### The task
Report only the number of lines in the records that contain the word "axum".

### Record set

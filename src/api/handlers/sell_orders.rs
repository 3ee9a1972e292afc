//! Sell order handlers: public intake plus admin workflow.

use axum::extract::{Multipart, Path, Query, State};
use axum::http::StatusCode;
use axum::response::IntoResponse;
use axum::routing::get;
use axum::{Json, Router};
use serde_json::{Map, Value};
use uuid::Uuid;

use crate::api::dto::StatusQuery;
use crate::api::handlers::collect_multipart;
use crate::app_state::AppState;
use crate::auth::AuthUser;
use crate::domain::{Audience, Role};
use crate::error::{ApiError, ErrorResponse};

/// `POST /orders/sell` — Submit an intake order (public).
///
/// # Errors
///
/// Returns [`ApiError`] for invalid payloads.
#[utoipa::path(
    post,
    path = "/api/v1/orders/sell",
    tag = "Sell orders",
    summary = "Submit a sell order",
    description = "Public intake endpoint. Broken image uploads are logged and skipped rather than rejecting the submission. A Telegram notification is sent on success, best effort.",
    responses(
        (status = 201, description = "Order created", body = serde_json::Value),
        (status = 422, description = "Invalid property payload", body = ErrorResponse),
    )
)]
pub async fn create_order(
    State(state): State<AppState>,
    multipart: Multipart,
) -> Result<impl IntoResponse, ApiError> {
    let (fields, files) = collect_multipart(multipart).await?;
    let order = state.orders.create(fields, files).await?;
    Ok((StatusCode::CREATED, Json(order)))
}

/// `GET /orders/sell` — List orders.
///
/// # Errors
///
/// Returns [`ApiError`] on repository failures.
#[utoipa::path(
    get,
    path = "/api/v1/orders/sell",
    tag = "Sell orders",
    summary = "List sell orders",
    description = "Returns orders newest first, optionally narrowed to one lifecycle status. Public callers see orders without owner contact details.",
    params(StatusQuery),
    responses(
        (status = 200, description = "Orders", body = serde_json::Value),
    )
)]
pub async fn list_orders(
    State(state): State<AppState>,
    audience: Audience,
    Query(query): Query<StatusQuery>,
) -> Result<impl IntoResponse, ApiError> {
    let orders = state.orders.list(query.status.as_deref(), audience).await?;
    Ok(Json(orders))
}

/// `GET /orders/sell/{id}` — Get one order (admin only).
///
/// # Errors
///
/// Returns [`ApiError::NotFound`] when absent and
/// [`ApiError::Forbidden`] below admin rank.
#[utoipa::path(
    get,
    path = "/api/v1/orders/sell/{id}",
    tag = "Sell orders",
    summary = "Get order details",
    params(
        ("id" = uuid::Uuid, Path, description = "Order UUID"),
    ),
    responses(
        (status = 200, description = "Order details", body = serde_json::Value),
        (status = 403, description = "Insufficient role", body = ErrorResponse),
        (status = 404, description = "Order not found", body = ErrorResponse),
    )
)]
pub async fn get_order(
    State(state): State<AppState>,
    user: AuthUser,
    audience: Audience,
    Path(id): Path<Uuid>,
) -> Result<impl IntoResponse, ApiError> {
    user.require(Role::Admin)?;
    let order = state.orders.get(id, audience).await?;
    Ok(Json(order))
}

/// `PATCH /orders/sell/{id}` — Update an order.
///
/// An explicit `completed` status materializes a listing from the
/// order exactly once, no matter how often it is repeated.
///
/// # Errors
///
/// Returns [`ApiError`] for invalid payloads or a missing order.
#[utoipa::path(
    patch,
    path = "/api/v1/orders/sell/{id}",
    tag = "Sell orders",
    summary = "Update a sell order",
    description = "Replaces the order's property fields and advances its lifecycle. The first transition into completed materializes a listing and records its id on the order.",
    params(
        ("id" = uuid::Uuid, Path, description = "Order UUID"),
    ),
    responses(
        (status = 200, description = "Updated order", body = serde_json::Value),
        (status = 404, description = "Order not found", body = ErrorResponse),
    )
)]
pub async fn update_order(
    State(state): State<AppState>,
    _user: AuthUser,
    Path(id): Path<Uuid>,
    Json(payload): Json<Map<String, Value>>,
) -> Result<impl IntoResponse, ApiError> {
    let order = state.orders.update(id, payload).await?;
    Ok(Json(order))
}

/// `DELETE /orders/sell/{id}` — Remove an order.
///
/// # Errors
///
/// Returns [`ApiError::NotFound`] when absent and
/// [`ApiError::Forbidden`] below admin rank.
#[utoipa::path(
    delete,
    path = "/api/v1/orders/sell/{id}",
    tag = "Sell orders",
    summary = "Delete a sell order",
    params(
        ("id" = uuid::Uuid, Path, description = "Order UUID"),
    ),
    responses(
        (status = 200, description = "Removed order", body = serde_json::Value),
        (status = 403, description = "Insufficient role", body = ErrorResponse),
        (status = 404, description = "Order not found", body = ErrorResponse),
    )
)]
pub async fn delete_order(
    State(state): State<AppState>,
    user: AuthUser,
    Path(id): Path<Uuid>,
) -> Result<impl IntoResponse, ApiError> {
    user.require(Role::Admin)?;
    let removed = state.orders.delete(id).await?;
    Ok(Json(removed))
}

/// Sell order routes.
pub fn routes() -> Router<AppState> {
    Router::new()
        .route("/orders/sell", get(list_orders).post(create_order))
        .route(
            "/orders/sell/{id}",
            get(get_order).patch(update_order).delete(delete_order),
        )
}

### Written solution
5